• **Assigned task**
Search the records for the word "None" and copy each line in which it appears.

• **Given data**

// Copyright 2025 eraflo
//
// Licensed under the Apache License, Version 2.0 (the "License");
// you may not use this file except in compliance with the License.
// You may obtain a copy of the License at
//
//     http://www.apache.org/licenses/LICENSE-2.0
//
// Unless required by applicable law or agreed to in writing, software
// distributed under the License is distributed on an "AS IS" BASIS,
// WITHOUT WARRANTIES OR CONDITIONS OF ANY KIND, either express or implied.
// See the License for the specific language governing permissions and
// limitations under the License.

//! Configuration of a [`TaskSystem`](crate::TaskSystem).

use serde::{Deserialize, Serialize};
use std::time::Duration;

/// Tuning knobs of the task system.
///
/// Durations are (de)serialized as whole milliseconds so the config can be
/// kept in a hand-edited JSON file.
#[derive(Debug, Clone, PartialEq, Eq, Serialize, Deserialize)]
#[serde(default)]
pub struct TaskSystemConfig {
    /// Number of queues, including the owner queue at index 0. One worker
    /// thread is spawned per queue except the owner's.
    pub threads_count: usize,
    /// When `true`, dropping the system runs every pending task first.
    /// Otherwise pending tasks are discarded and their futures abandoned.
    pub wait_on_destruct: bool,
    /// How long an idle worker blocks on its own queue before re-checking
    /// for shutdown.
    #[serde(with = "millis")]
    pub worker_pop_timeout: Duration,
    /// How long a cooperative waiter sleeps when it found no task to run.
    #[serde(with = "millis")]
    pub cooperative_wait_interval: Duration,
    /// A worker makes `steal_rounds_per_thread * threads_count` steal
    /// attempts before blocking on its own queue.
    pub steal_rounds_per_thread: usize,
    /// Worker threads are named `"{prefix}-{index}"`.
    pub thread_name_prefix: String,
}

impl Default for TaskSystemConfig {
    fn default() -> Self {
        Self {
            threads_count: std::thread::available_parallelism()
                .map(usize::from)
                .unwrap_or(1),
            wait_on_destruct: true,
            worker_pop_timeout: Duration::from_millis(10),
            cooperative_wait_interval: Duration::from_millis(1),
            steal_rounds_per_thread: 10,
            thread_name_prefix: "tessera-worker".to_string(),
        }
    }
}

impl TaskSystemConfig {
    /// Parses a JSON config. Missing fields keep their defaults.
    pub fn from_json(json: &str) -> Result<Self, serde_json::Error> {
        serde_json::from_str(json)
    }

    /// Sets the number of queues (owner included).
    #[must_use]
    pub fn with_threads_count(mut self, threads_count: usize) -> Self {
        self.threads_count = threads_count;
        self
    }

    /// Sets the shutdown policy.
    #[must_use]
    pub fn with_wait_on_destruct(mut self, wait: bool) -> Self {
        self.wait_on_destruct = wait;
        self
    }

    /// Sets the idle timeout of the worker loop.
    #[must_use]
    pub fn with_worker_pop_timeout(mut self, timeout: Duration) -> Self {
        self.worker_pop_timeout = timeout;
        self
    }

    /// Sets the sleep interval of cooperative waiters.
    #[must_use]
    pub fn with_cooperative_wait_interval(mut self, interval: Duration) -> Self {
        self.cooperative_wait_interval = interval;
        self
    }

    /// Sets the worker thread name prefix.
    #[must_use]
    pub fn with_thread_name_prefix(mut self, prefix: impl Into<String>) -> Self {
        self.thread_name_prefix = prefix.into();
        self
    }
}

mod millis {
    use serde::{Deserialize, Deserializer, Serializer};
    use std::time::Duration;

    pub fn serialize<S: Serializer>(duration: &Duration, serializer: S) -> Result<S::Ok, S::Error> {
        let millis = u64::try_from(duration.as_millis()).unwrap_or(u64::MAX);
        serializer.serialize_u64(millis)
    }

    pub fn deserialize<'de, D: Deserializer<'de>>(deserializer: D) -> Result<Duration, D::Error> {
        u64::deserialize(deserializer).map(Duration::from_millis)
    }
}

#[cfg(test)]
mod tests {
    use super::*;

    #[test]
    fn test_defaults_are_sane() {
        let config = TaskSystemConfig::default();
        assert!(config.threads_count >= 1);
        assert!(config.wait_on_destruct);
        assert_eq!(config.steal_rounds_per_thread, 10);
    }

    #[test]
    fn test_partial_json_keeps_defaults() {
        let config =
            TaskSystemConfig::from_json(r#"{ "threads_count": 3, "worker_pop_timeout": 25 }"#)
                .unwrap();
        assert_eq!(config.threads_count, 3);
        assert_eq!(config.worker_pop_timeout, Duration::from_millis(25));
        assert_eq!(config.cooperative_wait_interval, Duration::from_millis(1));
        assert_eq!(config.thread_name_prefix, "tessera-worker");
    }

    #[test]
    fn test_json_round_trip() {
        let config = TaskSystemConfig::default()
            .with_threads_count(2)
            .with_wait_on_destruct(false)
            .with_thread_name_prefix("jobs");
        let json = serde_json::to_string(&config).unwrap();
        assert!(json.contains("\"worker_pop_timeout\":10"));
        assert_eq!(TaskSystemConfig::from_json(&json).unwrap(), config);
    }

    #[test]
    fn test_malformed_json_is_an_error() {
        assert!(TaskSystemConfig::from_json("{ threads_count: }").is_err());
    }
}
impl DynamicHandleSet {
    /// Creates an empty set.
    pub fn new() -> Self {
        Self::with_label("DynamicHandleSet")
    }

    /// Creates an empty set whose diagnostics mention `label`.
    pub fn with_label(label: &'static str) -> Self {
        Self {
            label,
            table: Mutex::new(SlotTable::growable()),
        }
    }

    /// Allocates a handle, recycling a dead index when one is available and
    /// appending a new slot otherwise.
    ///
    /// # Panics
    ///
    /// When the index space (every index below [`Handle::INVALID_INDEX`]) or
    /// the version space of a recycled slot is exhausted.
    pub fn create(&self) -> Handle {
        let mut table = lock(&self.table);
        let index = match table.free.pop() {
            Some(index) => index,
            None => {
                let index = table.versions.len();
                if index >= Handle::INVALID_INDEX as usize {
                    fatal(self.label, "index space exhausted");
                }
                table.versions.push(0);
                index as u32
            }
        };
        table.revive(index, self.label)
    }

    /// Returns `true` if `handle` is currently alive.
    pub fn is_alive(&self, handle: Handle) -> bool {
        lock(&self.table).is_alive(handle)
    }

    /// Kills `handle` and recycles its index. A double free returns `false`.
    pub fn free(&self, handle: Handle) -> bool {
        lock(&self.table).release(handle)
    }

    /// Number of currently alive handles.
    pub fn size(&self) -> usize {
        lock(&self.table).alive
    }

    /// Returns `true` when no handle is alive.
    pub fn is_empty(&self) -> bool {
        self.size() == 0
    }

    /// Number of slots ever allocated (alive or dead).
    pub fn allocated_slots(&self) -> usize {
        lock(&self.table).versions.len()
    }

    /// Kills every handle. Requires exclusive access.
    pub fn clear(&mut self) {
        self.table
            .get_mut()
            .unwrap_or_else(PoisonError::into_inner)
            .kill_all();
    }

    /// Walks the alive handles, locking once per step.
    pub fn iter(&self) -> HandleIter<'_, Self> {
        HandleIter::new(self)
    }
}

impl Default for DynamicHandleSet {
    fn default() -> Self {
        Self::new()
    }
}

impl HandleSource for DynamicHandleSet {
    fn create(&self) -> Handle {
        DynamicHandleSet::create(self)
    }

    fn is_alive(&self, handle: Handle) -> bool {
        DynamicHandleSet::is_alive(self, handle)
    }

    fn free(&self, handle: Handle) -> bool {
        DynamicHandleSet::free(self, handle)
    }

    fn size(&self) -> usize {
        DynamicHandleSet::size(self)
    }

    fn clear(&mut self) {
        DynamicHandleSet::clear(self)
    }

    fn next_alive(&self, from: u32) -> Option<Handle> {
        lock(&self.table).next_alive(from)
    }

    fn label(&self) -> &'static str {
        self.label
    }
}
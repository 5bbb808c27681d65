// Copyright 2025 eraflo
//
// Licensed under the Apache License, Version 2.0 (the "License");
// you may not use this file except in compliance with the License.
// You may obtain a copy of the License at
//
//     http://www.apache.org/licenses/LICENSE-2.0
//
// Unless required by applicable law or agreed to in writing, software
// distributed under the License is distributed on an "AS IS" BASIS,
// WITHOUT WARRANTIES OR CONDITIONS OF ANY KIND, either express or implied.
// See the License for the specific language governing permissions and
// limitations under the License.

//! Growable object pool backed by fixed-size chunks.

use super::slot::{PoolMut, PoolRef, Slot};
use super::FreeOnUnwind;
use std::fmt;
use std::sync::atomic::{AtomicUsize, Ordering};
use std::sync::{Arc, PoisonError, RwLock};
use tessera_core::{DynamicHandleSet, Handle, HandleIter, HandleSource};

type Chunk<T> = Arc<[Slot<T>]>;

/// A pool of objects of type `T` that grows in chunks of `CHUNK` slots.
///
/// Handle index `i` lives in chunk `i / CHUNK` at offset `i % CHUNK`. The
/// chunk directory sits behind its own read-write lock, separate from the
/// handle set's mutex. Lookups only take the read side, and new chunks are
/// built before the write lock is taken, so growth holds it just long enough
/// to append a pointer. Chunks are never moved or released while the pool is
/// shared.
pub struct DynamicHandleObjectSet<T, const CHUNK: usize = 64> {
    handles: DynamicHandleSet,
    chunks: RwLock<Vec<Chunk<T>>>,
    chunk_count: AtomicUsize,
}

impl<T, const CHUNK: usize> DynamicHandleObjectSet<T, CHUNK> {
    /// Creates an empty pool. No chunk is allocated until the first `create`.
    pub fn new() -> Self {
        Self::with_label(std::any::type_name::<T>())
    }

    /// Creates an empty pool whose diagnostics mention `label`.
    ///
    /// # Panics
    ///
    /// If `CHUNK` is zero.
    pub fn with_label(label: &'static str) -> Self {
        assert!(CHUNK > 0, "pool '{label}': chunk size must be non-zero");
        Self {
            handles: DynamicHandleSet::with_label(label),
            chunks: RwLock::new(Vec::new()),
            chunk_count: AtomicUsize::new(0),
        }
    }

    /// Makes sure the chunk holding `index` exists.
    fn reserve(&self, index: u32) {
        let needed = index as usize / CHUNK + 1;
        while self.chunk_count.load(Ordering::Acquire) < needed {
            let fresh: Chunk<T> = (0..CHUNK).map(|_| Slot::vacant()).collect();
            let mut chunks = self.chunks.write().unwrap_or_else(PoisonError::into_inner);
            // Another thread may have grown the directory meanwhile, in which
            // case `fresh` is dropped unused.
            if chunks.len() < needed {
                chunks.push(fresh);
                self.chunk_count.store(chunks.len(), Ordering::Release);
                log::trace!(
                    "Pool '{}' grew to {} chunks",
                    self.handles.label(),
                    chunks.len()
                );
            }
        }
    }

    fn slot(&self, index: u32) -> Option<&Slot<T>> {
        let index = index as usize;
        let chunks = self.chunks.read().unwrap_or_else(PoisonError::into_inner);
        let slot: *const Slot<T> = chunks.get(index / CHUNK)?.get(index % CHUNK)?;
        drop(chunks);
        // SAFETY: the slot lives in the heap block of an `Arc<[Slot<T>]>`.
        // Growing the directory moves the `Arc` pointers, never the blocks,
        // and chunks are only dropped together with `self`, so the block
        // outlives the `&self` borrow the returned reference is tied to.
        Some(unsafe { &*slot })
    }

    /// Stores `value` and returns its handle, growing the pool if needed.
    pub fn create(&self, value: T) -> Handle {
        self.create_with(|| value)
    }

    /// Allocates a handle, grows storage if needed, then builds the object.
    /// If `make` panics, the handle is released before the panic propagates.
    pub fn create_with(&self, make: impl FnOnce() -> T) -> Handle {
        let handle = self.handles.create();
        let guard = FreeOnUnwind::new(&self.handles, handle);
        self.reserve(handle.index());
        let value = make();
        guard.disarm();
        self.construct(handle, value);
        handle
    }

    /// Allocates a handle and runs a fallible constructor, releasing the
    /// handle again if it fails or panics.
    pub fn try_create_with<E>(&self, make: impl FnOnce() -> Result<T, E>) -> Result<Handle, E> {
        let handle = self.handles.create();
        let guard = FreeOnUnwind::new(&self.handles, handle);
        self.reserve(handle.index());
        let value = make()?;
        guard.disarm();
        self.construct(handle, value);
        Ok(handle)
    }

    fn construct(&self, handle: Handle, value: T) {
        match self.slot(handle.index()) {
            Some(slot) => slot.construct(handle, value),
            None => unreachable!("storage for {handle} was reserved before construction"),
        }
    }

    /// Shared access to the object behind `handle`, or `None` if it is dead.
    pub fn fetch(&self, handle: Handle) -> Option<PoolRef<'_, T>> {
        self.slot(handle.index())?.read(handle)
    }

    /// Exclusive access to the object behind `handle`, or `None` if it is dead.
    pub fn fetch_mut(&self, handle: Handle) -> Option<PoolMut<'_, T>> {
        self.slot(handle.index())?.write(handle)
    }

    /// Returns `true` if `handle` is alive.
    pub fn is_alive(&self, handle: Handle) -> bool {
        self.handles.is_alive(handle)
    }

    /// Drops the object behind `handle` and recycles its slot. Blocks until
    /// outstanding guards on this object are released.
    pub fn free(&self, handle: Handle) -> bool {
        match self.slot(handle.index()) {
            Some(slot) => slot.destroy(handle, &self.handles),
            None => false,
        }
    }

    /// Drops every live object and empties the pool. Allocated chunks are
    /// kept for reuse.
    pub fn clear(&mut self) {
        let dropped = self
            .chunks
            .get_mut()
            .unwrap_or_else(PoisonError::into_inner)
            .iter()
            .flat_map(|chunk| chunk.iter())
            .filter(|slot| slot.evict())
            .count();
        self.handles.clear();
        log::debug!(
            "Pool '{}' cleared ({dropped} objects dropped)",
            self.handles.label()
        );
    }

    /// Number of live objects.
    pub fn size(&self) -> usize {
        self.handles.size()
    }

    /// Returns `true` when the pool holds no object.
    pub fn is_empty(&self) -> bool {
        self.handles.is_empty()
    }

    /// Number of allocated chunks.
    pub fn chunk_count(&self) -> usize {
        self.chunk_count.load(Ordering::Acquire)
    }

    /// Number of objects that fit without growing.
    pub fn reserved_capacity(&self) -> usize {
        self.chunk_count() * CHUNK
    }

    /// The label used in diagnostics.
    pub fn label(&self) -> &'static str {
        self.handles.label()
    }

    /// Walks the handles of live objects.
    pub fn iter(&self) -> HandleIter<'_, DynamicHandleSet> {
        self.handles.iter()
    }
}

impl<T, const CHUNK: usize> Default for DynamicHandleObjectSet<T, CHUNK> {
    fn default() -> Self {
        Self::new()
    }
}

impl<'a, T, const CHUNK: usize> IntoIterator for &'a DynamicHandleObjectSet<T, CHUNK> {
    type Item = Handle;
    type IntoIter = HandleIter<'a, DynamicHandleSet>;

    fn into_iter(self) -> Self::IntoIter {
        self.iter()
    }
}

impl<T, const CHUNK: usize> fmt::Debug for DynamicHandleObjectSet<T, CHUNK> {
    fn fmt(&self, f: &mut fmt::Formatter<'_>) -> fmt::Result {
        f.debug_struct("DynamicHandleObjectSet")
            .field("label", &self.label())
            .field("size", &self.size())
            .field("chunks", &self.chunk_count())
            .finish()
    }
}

• **Exercise answer**
            None => {
            None => unreachable!("storage for {handle} was reserved before construction"),
    /// Shared access to the object behind `handle`, or `None` if it is dead.
    /// Exclusive access to the object behind `handle`, or `None` if it is dead.
            None => false,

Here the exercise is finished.